Это я к тому, что неблагодарное дело – о своих писать. Скверно как-то. И опасно. Да и вообще непристойно…

Вот и не хочу я ничего писать. Но буду.

Буду, потому что нельзя иначе, пойми. Я же о «кутке» пишу, в конце концов, а что такое «куток» без аборигенов? Без цирка этого полувекового? Одно обрезание, не к ночи будь сказано.

А если так – мели, Емеля: авось прорвемся.

…Однако надобно объясниться. Насчет названия этой подленькой главы: «Наши».

Звучит претенциозно, согласен; но поверь, я ведь как та избушка – «к вам передом, к лесу задом»… Нет у меня задних мыслей и не будет.

Без всяких там, как бы… Намеков, то есть.

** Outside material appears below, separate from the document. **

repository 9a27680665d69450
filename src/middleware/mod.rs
pub mod auth;

pub use auth::AuthUser;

Во-первых: на «Былое и думы». Там у старика что-то о западниках («наши») и славянофилах («не наши»), в которые почему-то Петр Яковлевич угодил. Так я здесь не при чем, не моего это ума дело. Там еще Хомяковы какие-то, Аксаковы… Да Бог с ними…

Во-вторых: Лескова, всеми забытого, но «Левшой» воскрешенного – уважаю, хотя и не читал. Но чту. Вот – «Некуда» (некуда… некуда… придумал же!) – глава «Свои люди» – наши, значит, – она, по-моему, о белополяках, так я к полякам не очень-то: с обиженных что взять?

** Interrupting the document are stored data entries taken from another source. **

use actix_web::{HttpResponse, http::Method, web};

use crate::db::AppState;
use crate::error::ApiError;
use crate::middleware::AuthUser;
use crate::models::dto::{CreateDealRequest, DealResponse, NewDealResponse, UpdateDealStatusRequest};
use crate::routes::{method_not_allowed, preflight};
use crate::services::deal_service::DealService;

/// GET /api/deals - Liste des ventes, plus récentes en premier
pub async fn list_deals(state: web::Data<AppState>) -> Result<HttpResponse, ApiError> {
    let db = state.db()?;

    let rows = DealService::list(db).await?;
    let deals: Vec<DealResponse> = rows
        .into_iter()
        .map(|(deal, creator)| DealResponse::from_model(deal, creator))
        .collect();

    Ok(HttpResponse::Ok()
        .insert_header(("Access-Control-Allow-Origin", "*"))
        .json(serde_json::json!({ "deals": deals })))
}

/// POST /api/deals - Créer une vente (statut "pending")
pub async fn create_deal(
    state: web::Data<AppState>,
    auth_user: AuthUser,
    body: Option<web::Json<CreateDealRequest>>,
) -> Result<HttpResponse, ApiError> {
    let db = state.db()?;

    // Corps absent ou illisible = requête vide : la validation de présence
    // répond alors en JSON, jamais l'erreur texte de l'extracteur
    let request = body.map(web::Json::into_inner).unwrap_or_default();
    let new_deal = request.into_validated()?;
    let deal = DealService::create(db, auth_user.user_id, new_deal).await?;

    Ok(HttpResponse::Created()
        .insert_header(("Access-Control-Allow-Origin", "*"))
        .json(serde_json::json!({ "deal": NewDealResponse::from(deal) })))
}

/// PUT /api/deals - Changer le statut d'une vente
pub async fn update_deal_status(
    state: web::Data<AppState>,
    body: Option<web::Json<UpdateDealStatusRequest>>,
) -> Result<HttpResponse, ApiError> {
    let db = state.db()?;

    let body = body.map(web::Json::into_inner).unwrap_or_default();
    let id = body.id.ok_or_else(|| ApiError::Validation("Deal ID required".into()))?;
    let status = body.status.ok_or_else(|| ApiError::Validation("Status required".into()))?;

    let deal = DealService::update_status(db, id, status).await?;

    Ok(HttpResponse::Ok()
        .insert_header(("Access-Control-Allow-Origin", "*"))
        .json(serde_json::json!({ "id": deal.id, "status": deal.status })))
}

async fn options_deals() -> HttpResponse {
    preflight("GET, POST, PUT, OPTIONS")
}

pub fn deals_routes(cfg: &mut web::ServiceConfig) {
    cfg.service(
        web::resource("/deals")
            .route(web::get().to(list_deals))
            .route(web::post().to(create_deal))
            .route(web::put().to(update_deal_status))
            .route(web::method(Method::OPTIONS).to(options_deals))
            .default_service(web::route().to(method_not_allowed)),
    );
}

#[cfg(test)]
mod tests {
    use super::*;
    use actix_web::http::StatusCode;
    use actix_web::{App, test};

    fn unconfigured_state() -> web::Data<AppState> {
        web::Data::new(AppState { db: None })
    }

    fn mock_state() -> web::Data<AppState> {
        let db = sea_orm::MockDatabase::new(sea_orm::DatabaseBackend::Postgres).into_connection();
        web::Data::new(AppState { db: Some(db) })
    }

    #[actix_web::test]
    async fn test_options_returns_cors_preflight() {
        let app = test::init_service(
            App::new().app_data(unconfigured_state()).configure(deals_routes),
        )
        .await;

        let req = test::TestRequest::with_uri("/deals")
            .method(Method::OPTIONS)
            .to_request();
        let resp = test::call_service(&app, req).await;

        assert_eq!(resp.status(), StatusCode::OK);
        let headers = resp.headers();
        assert_eq!(headers.get("Access-Control-Allow-Origin").unwrap(), "*");
        assert_eq!(headers.get("Access-Control-Allow-Methods").unwrap(), "GET, POST, PUT, OPTIONS");
        assert_eq!(headers.get("Access-Control-Allow-Headers").unwrap(), "Content-Type");
        assert_eq!(headers.get("Access-Control-Max-Age").unwrap(), "86400");

        let body = test::read_body(resp).await;
        assert!(body.is_empty());
    }

    #[actix_web::test]
    async fn test_unsupported_method_is_405() {
        let app = test::init_service(
            App::new().app_data(unconfigured_state()).configure(deals_routes),
        )
        .await;

        let req = test::TestRequest::delete().uri("/deals").to_request();
        let resp = test::call_service(&app, req).await;

        assert_eq!(resp.status(), StatusCode::METHOD_NOT_ALLOWED);
        let body: serde_json::Value = test::read_body_json(resp).await;
        assert_eq!(body["error"], "Method not allowed");
    }

    #[actix_web::test]
    async fn test_post_without_body_is_missing_required_fields() {
        // Corps absent = objet vide : la réponse vient de la validation de
        // présence, en JSON, pas de l'erreur texte de l'extracteur
        let app = test::init_service(
            App::new().app_data(mock_state()).configure(deals_routes),
        )
        .await;

        let req = test::TestRequest::post().uri("/deals").to_request();
        let resp = test::call_service(&app, req).await;

        assert_eq!(resp.status(), StatusCode::BAD_REQUEST);
        let body: serde_json::Value = test::read_body_json(resp).await;
        assert_eq!(body["error"], "Missing required fields");
    }

    #[actix_web::test]
    async fn test_post_with_malformed_json_is_missing_required_fields() {
        let app = test::init_service(
            App::new().app_data(mock_state()).configure(deals_routes),
        )
        .await;

        let req = test::TestRequest::post()
            .uri("/deals")
            .insert_header(("Content-Type", "application/json"))
            .set_payload("{not json")
            .to_request();
        let resp = test::call_service(&app, req).await;

        assert_eq!(resp.status(), StatusCode::BAD_REQUEST);
        let body: serde_json::Value = test::read_body_json(resp).await;
        assert_eq!(body["error"], "Missing required fields");
    }

    #[actix_web::test]
    async fn test_put_without_body_requires_deal_id() {
        let app = test::init_service(
            App::new().app_data(mock_state()).configure(deals_routes),
        )
        .await;

        let req = test::TestRequest::put().uri("/deals").to_request();
        let resp = test::call_service(&app, req).await;

        assert_eq!(resp.status(), StatusCode::BAD_REQUEST);
        let body: serde_json::Value = test::read_body_json(resp).await;
        assert_eq!(body["error"], "Deal ID required");
    }

    #[actix_web::test]
    async fn test_get_without_database_is_500() {
        let app = test::init_service(
            App::new().app_data(unconfigured_state()).configure(deals_routes),
        )
        .await;

        let req = test::TestRequest::get().uri("/deals").to_request();
        let resp = test::call_service(&app, req).await;

        assert_eq!(resp.status(), StatusCode::INTERNAL_SERVER_ERROR);
        let body: serde_json::Value = test::read_body_json(resp).await;
        assert_eq!(body["error"], "Database not configured");
    }
}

В третьих, Федор Михайлович. Тут – хочешь ищи, не хочешь – тебе же спокойнее. Сна не прибавит, точно. Часть вторая, глава седьмая: « У наших». Архискверные «Бесы». Там вообще шигаревщина одна, там Нечаев бродит, Кириллов на дверях висит; нет, ребята, все не так – я это уже проходил как-то. Мимо мавзолея, гадом буду…

В последних. К движению «Наши» я – не. Я ихнему лидеру, Сереже М., так всегда и говорю: не то название, нехорошо. За что и считаюсь у них жидомасоном. Даже в сочувствующие не взяли. То бы дело – «отченаши», или «наци», в конце концов? Глупо, конечно, зато красиво. Патриотично.

Впрочем, я так, о названии только, и все. Мели, Емеля…

Тут ведь что главное – с чего начать? Вопрос-то не праздный: надо так начать, чтобы сразу не кончить. Врать нельзя.

Один начал было:

Село, значит, наше Радово,

Дворов почитай два ста,

Тому, кто его оглядывал —

Приятственны наши места,

и оконфузил себя на веки вечные.

Поздравляю его соврамши.

Ведь если ему, подлецу, уж так это Радово убогое «приятственно», то какого же он, черт его дери, удрал из него, да еще «задрав штаны»? Надо думать, брат, обрыдло оно тебе, твое гребаное Радово, вот и сбрызнул. Рванул ты, Серега, в столицы из малой, не к ночи будь сказано, родины, самогон на «клико» поменял.

Да я не в укор тебе, не думай. Я бы и сам… Только нет у меня ни столиц, ни Константиновки твоей с Радово, и «клико» не светит.